Indústria plant-based impulsiona cadeia da castanha de caju
Segmento de alimentos vegetais movimenta o mercado interno e deve reduzir a dependência brasileira das exportações do setor

O avanço da indústria de alimentos plant-based tem impulsionado a cadeia da castanha de caju no Brasil, setor que foi, durante anos, fortemente dependente das exportações de amêndoas beneficiadas.
Agora, empresas como Vida Veg e A Tal da Castanha ajudam a consolidar um mercado interno de maior valor agregado, criando uma demanda permanente por matéria-prima de qualidade.

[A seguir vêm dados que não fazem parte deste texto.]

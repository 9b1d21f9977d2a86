//! Distance primitives for sub-vector comparison.
//!
//! Product quantization only ever compares sub-vectors with squared Euclidean
//! distance: k-means assignment, re-encoding of training records, and the
//! per-query distance table all go through [`euclidean_distance_squared`].
//! Ranking never needs the square root, so it is never taken on the hot path.
//!
//! # Features
//!
//! - default: SIMD implementation using the `wide` crate (`f32x8`)
//! - `scalar`: force the portable implementation (useful for debugging)

#[cfg(not(feature = "scalar"))]
mod simd;

#[cfg(feature = "scalar")]
mod scalar;

#[cfg(not(feature = "scalar"))]
pub use simd::euclidean_distance_squared;

#[cfg(feature = "scalar")]
pub use scalar::euclidean_distance_squared;

/// Find the index of the nearest centroid to `sample` by squared Euclidean distance.
///
/// Ties resolve to the lowest index. Returns `None` when `centroids` is empty.
#[must_use]
pub fn nearest_centroid(sample: &[f32], centroids: &[Vec<f32>]) -> Option<usize> {
    let mut best: Option<(usize, f32)> = None;

    for (idx, centroid) in centroids.iter().enumerate() {
        let dist = euclidean_distance_squared(sample, centroid);
        match best {
            Some((_, best_dist)) if dist >= best_dist => {}
            _ => best = Some((idx, dist)),
        }
    }

    best.map(|(idx, _)| idx)
}

#[cfg(test)]
mod tests {
    use super::*;

    #[test]
    fn test_nearest_centroid() {
        let centroids = vec![vec![0.0, 0.0], vec![10.0, 10.0], vec![5.0, 5.0]];
        assert_eq!(nearest_centroid(&[1.0, 0.5], &centroids), Some(0));
        assert_eq!(nearest_centroid(&[9.0, 11.0], &centroids), Some(1));
        assert_eq!(nearest_centroid(&[4.0, 6.0], &centroids), Some(2));
    }

    #[test]
    fn test_nearest_centroid_tie_prefers_lowest_index() {
        let centroids = vec![vec![0.0], vec![2.0]];
        assert_eq!(nearest_centroid(&[1.0], &centroids), Some(0));
    }

    #[test]
    fn test_nearest_centroid_empty() {
        assert_eq!(nearest_centroid(&[1.0], &[]), None);
    }
}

Esse movimento deve estimular novos investimentos na cajucultura, ampliar a renda dos produtores e reduzir a dependência exclusiva do mercado externo, fortalecendo uma cadeia que combina produção agrícola, industrialização e inovação na indústria de alimentos.
Dados do IBGE (Instituto Brasileiro de Geografia e Estatística), compilados pela Conab (Companhia Nacional de Abastecimento) mostram que a produção de castanha de caju em casca cresceu a taxas de 6,3% entre 2021 e 2025, alcançando 141,8 mil toneladas em 2025.
São cerca de 53,5 mil estabelecimentos rurais que produzem castanha de caju no Brasil e aproximadamente 83% deles pertencem à agricultura familiar.
Vocação nordestina
Em 2025, os estados do Ceará, Piauí e Rio Grande do Norte representaram 92,7% da produção brasileira de castanha de caju in natura, com destaque para o Ceará, que é o maior produtor nacioanal.
A região Nordeste, quando agregados os estados do Maranhão, Paraíba, Pernambuco, Alagoas e Bahia, representou 99,5% da produção de 2025.
Segundo levantamento da Conab, os preços pagos ao produtor aumentaram 35,8% em um ano no mercado interno. No Ceará estavam citados a R$ 5,43 o quilo em janeiro deste ano.
No mesmo período o valor pago ao produto exportado caiu 22,6%, para R$ 6,46 o quilo.
Com isso, a participação das exportações sobre o VBP ( Valor Bruto da Produção), que vem recuando nos últimos anos, deve permanecer com tendência de queda.
Em 2024 o VBP nacional se situou R$ 689,3 milhões, registrando crescimento de 44,6% sobre o valor registrado em 2021.
Em igual período, a receita das exportações brasileiras caiu de US$ 90,7 milhões, para US$ 43,9 milhões.
No período 2020 a 2024, o país reduziu a quantidade exportada a uma taxa média anual de 16,4%.
Em 2025, o tarifaço norte-americano reforçou o viés de baixa das vendas externas de castanha, que tem nos Estados Unidos o maior comprador mundial.
Alimentos e bebidas vegetais
Essa desaceleração nos embraques para fora do país associada a um aumento da demanda interna criou um cenário inédito na cajucultura nacional: ficou mais atrativo vender a castanha para empresas brasileiras.
A Vida Veg é uma das empresas que vem contribuindo pra este novo desenho.
A empresa utiliza a castanha de caju como principal matéria-prima para a fabricação de queijos vegetais, requeijões e outros alimentos à base de plantas e compra cerca de 100 toneladas por ano, principalmente de produtores do Ceará e do Rio Grande do Norte.
Já a A Tal da Castanha ,uma das pioneiras na produção de bebidas vegetais feitas com castanha de caju, é hoje é uma das maiores consumidoras da matéria-prima no país.
A companhia utiliza aproximadamente 3 mil toneladas de castanha por ano, adquiridas de agricultores familiares do Nordeste.
Iniciativas como essas vem contribuindo para a retomada da produção da castanha de caju no País.
De acordo com a Conab, a produção interna vem sendo impulsionada pela adoção de clones de cajueiro-anão precoce, que contribuiu para o aumento da produtividade e pela recuperação das lavouras após anos de estiagens prolongadas no Nordeste.